RÉFLEXION - Ne pensez jamais que Dieu ne vous entend pas lorsque vous Le priez. Il
entend vous pensées de la même manière que nous entendons les voix les uns des autres. Et
s'Il ne réagit pas immédiatement à votre prière, c'est que soit vous Le priez d'une manière
indigne, soit que vous Lui demandez quelque chose qui vous serait nuisible ou parce que Lui
dans Sa Sagesse et Providence, Il retarde l'exaucement de votre requête jusqu'au moment
approprié. Saint Jean de Cronstadt écrivait : "De même que par le moyen du télégraphe
électrique nous communiquons rapidement avec ceux qui sont loin de nous, de la même
manière, par une Foi Vivante comme si c'était par les fils télégraphiques, nous communiquons
rapidement avec Dieu, avec les Anges et avec les Saints. De même que nous faisons entière
confiance dans la rapidité du courant électrique et dans sa bonne arrivée à destination, de la
même manière nous devrions faire complètement confiance dans la vitesse de la prière de la
Foi et sa bonne arrivée à destination. Envoyez vos requêtes à Dieu et aux Saints par le biais du
télégraphe de la Foi et vous obtiendrez très vite une réponse."
Et en un autre endroit, Saint Jean écrit aussi : "Dieu et les esprits créés comme les âmes des
défunts de même que celles des vivants pensent et la pensée est rapide et elle est d'une
certaine manière omniprésente. Pensez à eux de tout votre coeur et ils seront présents avec
vous.
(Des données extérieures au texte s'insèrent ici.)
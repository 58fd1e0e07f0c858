//! Renova Core - domain model and persistence contract of the showroom
//!
//! This crate provides:
//! - Entity models (cars, news, testimonials, inbox, users, about page)
//!   with their create drafts and partial-update patches
//! - The persistence contract implemented by the local and remote backends
//! - Account mapping and admin gating over a delegated identity provider
//! - Validation rules for caller-side input checks
//! - Stateless catalog filtering, formatting and dashboard statistics
//! - The default showroom dataset
//! - The canonical error and logging facilities

pub mod catalog;
pub mod defaults;
pub mod errors;
pub mod logging_facility;
pub mod model;
pub mod ops;
pub mod rules;

pub use renova_core_types as core_types;

// Re-export commonly used types
pub use errors::{ExError, ExErrorKind, RenovaError, Result};
pub use model::{
    AboutData, Car, CarDraft, CarPatch, Collection, Entity, ImageToken, InboxMessage,
    NewsPost, Principal, Testimonial, User, UserRole,
};
pub use ops::{
    require_admin, AboutRepository, AccountService, IdentityProvider, ImageStore,
    MemoryRepository, Repository, UserDirectory,
};
pub use rules::Validate;
//! Lead capture: building inbox messages from the contact forms

use chrono::NaiveDate;
use serde::{Deserialize, Serialize};

use crate::model::{InboxMessageDraft, InboxMessagePatch, MessageKind};

/// Message used when a test-drive request leaves the message blank
pub const DEFAULT_TEST_DRIVE_MESSAGE: &str = "Saya ingin menjadwalkan test drive untuk mobil ini.";

/// Contact form submission
#[derive(Debug, Clone, PartialEq, Serialize, Deserialize)]
pub struct GeneralInquiry {
    pub name: String,
    pub email: String,
    pub subject: String,
    pub message: String,
}

/// Test-drive booking form submission
#[derive(Debug, Clone, PartialEq, Serialize, Deserialize)]
pub struct TestDriveRequest {
    pub name: String,
    pub email: String,
    pub phone: String,
    pub car_name: String,
    pub booking_date: NaiveDate,
    #[serde(default)]
    pub message: Option<String>,
}

pub fn test_drive_subject(car_name: &str) -> String {
    format!("Booking Test Drive: {}", car_name)
}

/// Unread general message dated `today`
pub fn general_inquiry(inquiry: GeneralInquiry, today: NaiveDate) -> InboxMessageDraft {
    InboxMessageDraft {
        kind: MessageKind::General,
        name: inquiry.name,
        email: inquiry.email,
        phone: None,
        car_name: None,
        booking_date: None,
        subject: inquiry.subject,
        message: inquiry.message,
        date: today,
        is_read: false,
    }
}

/// Unread test-drive message with a generated subject
pub fn test_drive_booking(request: TestDriveRequest, today: NaiveDate) -> InboxMessageDraft {
    let message = request
        .message
        .filter(|m| !m.trim().is_empty())
        .unwrap_or_else(|| DEFAULT_TEST_DRIVE_MESSAGE.to_string());

    InboxMessageDraft {
        kind: MessageKind::TestDrive,
        subject: test_drive_subject(&request.car_name),
        name: request.name,
        email: request.email,
        phone: Some(request.phone),
        car_name: Some(request.car_name),
        booking_date: Some(request.booking_date),
        message,
        date: today,
        is_read: false,
    }
}

pub fn mark_read() -> InboxMessagePatch {
    InboxMessagePatch {
        is_read: Some(true),
        ..Default::default()
    }
}

#[cfg(test)]
mod tests {
    use super::*;

    fn today() -> NaiveDate {
        NaiveDate::from_ymd_opt(2024, 6, 1).unwrap()
    }

    #[test]
    fn test_test_drive_defaults() {
        let draft = test_drive_booking(
            TestDriveRequest {
                name: "Diana".into(),
                email: "diana@example.com".into(),
                phone: "0812".into(),
                car_name: "HR-V SE CVT".into(),
                booking_date: NaiveDate::from_ymd_opt(2024, 6, 3).unwrap(),
                message: Some("   ".into()),
            },
            today(),
        );

        assert_eq!(draft.kind, MessageKind::TestDrive);
        assert_eq!(draft.subject, "Booking Test Drive: HR-V SE CVT");
        assert_eq!(draft.message, DEFAULT_TEST_DRIVE_MESSAGE);
        assert_eq!(draft.date, today());
        assert!(!draft.is_read);
    }

    #[test]
    fn test_general_inquiry_keeps_subject() {
        let draft = general_inquiry(
            GeneralInquiry {
                name: "Budi".into(),
                email: "budi@example.com".into(),
                subject: "Simulasi Kredit".into(),
                message: "Halo".into(),
            },
            today(),
        );
        assert_eq!(draft.kind, MessageKind::General);
        assert_eq!(draft.subject, "Simulasi Kredit");
        assert!(draft.phone.is_none());
    }
}
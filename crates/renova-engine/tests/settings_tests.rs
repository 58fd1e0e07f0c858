#![allow(clippy::unwrap_used, clippy::expect_used)]

use std::collections::HashMap;

use renova_core::errors::ExErrorKind;
use renova_core::ops::Repository;
use renova_engine::{Backend, BackendKind, Settings};

#[test]
fn test_file_then_environment_precedence() {
    let dir = tempfile::TempDir::new().unwrap();
    let file = dir.path().join("renova.toml");
    std::fs::write(
        &file,
        r#"
backend = "local"
admin_email = "owner@renova.com"

[local]
database_path = "showroom.db"

[remote]
url = "https://demo.example.co"
anon_key = "from-file"
"#,
    )
    .unwrap();

    let env: HashMap<String, String> =
        [("RENOVA_REMOTE__ANON_KEY".to_string(), "from-env".to_string())].into();
    let settings = Settings::load_from(Some(file.as_path()), Some(env)).unwrap();

    assert_eq!(settings.backend, BackendKind::Local);
    assert_eq!(settings.admin_email, "owner@renova.com");
    assert_eq!(settings.local.database_path.to_str(), Some("showroom.db"));
    assert_eq!(settings.remote_config().unwrap().anon_key.expose(), "from-env");
}

#[test]
fn test_missing_explicit_file_is_an_error() {
    let dir = tempfile::TempDir::new().unwrap();
    let err = Settings::load_from(Some(dir.path().join("absent.toml").as_path()), Some(HashMap::new()))
        .unwrap_err();
    assert_eq!(err.kind(), ExErrorKind::InvalidInput);
}

#[tokio::test]
async fn test_open_local_backend_from_settings() {
    let dir = tempfile::TempDir::new().unwrap();
    let settings = Settings::load_from(None, Some(HashMap::new()))
        .unwrap()
        .with_database_path(dir.path().join("renova.db"));

    let backend = Backend::open(&settings).unwrap();

    assert_eq!(backend.kind, BackendKind::Local);
    assert_eq!(backend.cars.list().await.unwrap().len(), 8);
}
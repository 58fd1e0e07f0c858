//! Admin overview commands

use super::Context;

pub async fn dashboard(ctx: &Context) -> anyhow::Result<()> {
    let stats = ctx.showroom.dashboard().await?;
    if ctx.json {
        return ctx.print_json(&stats);
    }
    println!("Cars:            {}", stats.total_cars);
    println!("News posts:      {}", stats.total_news);
    println!("Unread messages: {}", stats.unread_messages);
    println!();
    println!("Cars per brand:");
    for entry in &stats.cars_per_brand {
        println!("  {:<16}{}", entry.brand, entry.count);
    }
    println!();
    println!("Recent messages:");
    for message in &stats.recent_messages {
        println!("  {}\t{}\t{}", message.date, message.name, message.subject);
    }
    Ok(())
}

pub async fn users(ctx: &Context) -> anyhow::Result<()> {
    let users = ctx.showroom.users().await?;
    if ctx.json {
        return ctx.print_json(&users);
    }
    for user in &users {
        println!("{}\t{}\t{}\t{}", user.id, user.role, user.email, user.name);
    }
    Ok(())
}
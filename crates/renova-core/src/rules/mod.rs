pub mod validation;

pub use validation::Validate;
//! Row-level reads and writes shared by repositories, seeding and backup

#![allow(clippy::result_large_err)]

use crate::errors::{corrupt_row, from_rusqlite, from_rusqlite_write, Result};
use chrono::Utc;
use renova_core::model::{AboutData, Entity, SortOrder};
use rusqlite::{Connection, OptionalExtension};

fn order_clause<E: Entity>() -> &'static str {
    match E::SORT {
        SortOrder::Descending(_) => "ORDER BY sort_key DESC, seq DESC",
        SortOrder::Insertion => "ORDER BY seq ASC",
    }
}

fn decode<E: Entity>(id: &str, body: &str) -> Result<E> {
    serde_json::from_str(body).map_err(|e| corrupt_row(E::COLLECTION.table(), id, e))
}

/// All records of a collection in listing order
pub fn read_all<E: Entity>(conn: &Connection) -> Result<Vec<E>> {
    let sql = format!(
        "SELECT id, body FROM {} {}",
        E::COLLECTION.table(),
        order_clause::<E>()
    );
    let mut stmt = conn.prepare(&sql).map_err(from_rusqlite)?;
    let rows = stmt
        .query_map([], |row| Ok((row.get::<_, String>(0)?, row.get::<_, String>(1)?)))
        .map_err(from_rusqlite)?
        .collect::<std::result::Result<Vec<_>, _>>()
        .map_err(from_rusqlite)?;

    rows.iter().map(|(id, body)| decode::<E>(id, body)).collect()
}

pub fn read_one<E: Entity>(conn: &Connection, id: &str) -> Result<Option<E>> {
    let sql = format!("SELECT body FROM {} WHERE id = ?1", E::COLLECTION.table());
    let body: Option<String> = conn
        .query_row(&sql, [id], |row| row.get(0))
        .optional()
        .map_err(from_rusqlite)?;
    body.map(|body| decode::<E>(id, &body)).transpose()
}

/// Look a record up by its unique attribute
pub fn read_by_unique_key<E: Entity>(conn: &Connection, key: &str) -> Result<Option<E>> {
    let sql = format!(
        "SELECT id, body FROM {} WHERE unique_key = ?1",
        E::COLLECTION.table()
    );
    let row: Option<(String, String)> = conn
        .query_row(&sql, [key], |row| Ok((row.get(0)?, row.get(1)?)))
        .optional()
        .map_err(from_rusqlite)?;
    row.map(|(id, body)| decode::<E>(&id, &body)).transpose()
}

/// Insert a new record; a taken unique key is `AlreadyExists`
pub fn insert_new<E: Entity>(conn: &Connection, record: &E) -> Result<()> {
    let table = E::COLLECTION.table();
    let unique_key = record.unique_key();
    let sql = format!(
        "INSERT INTO {} (id, sort_key, unique_key, body, updated_at) VALUES (?1, ?2, ?3, ?4, ?5)",
        table
    );
    conn.execute(
        &sql,
        rusqlite::params![
            record.id(),
            record.sort_key(),
            unique_key,
            serde_json::to_string(record)?,
            Utc::now().timestamp(),
        ],
    )
    .map_err(|e| from_rusqlite_write(table, unique_key.as_deref(), e))?;
    Ok(())
}

/// Insert or replace a record keyed by id (seeding and import)
pub fn upsert_record<E: Entity>(conn: &Connection, record: &E) -> Result<()> {
    let table = E::COLLECTION.table();
    let unique_key = record.unique_key();
    let sql = format!(
        "INSERT INTO {} (id, sort_key, unique_key, body, updated_at)
         VALUES (?1, ?2, ?3, ?4, ?5)
         ON CONFLICT(id) DO UPDATE SET
            sort_key = excluded.sort_key,
            unique_key = excluded.unique_key,
            body = excluded.body,
            updated_at = excluded.updated_at",
        table
    );
    conn.execute(
        &sql,
        rusqlite::params![
            record.id(),
            record.sort_key(),
            unique_key,
            serde_json::to_string(record)?,
            Utc::now().timestamp(),
        ],
    )
    .map_err(|e| from_rusqlite_write(table, unique_key.as_deref(), e))?;
    Ok(())
}

/// Rewrite an existing row; returns the number of rows touched
pub fn rewrite_record<E: Entity>(conn: &Connection, record: &E) -> Result<usize> {
    let table = E::COLLECTION.table();
    let unique_key = record.unique_key();
    let sql = format!(
        "UPDATE {} SET sort_key = ?2, unique_key = ?3, body = ?4, updated_at = ?5 WHERE id = ?1",
        table
    );
    conn.execute(
        &sql,
        rusqlite::params![
            record.id(),
            record.sort_key(),
            unique_key,
            serde_json::to_string(record)?,
            Utc::now().timestamp(),
        ],
    )
    .map_err(|e| from_rusqlite_write(table, unique_key.as_deref(), e))
}

pub fn delete_record(conn: &Connection, table: &str, id: &str) -> Result<usize> {
    let sql = format!("DELETE FROM {} WHERE id = ?1", table);
    conn.execute(&sql, [id]).map_err(from_rusqlite)
}

pub fn count_rows(conn: &Connection, table: &str) -> Result<i64> {
    let sql = format!("SELECT COUNT(*) FROM {}", table);
    conn.query_row(&sql, [], |row| row.get(0))
        .map_err(from_rusqlite)
}

pub fn read_about(conn: &Connection) -> Result<Option<AboutData>> {
    let body: Option<String> = conn
        .query_row("SELECT body FROM about WHERE id = 1", [], |row| row.get(0))
        .optional()
        .map_err(from_rusqlite)?;
    match body {
        Some(body) => Ok(Some(serde_json::from_str(&body)?)),
        None => Ok(None),
    }
}

pub fn write_about(conn: &Connection, about: &AboutData) -> Result<()> {
    conn.execute(
        "INSERT INTO about (id, body, updated_at) VALUES (1, ?1, ?2)
         ON CONFLICT(id) DO UPDATE SET body = excluded.body, updated_at = excluded.updated_at",
        rusqlite::params![serde_json::to_string(about)?, Utc::now().timestamp()],
    )
    .map_err(from_rusqlite)?;
    Ok(())
}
Dieu sera toujours avec vous et forcément il en sera de même pour les autres; par le Don
et la Puissance de Dieu, ils seront avec vous."
Saint Nicolas Velimirovitch l'Évêque d'Ochrid, Serbie (+ 05 mars 1958), rescapé de Dachau puis des
persécutions communistes, auteur du Synaxaire "Prologue d'Ochrid."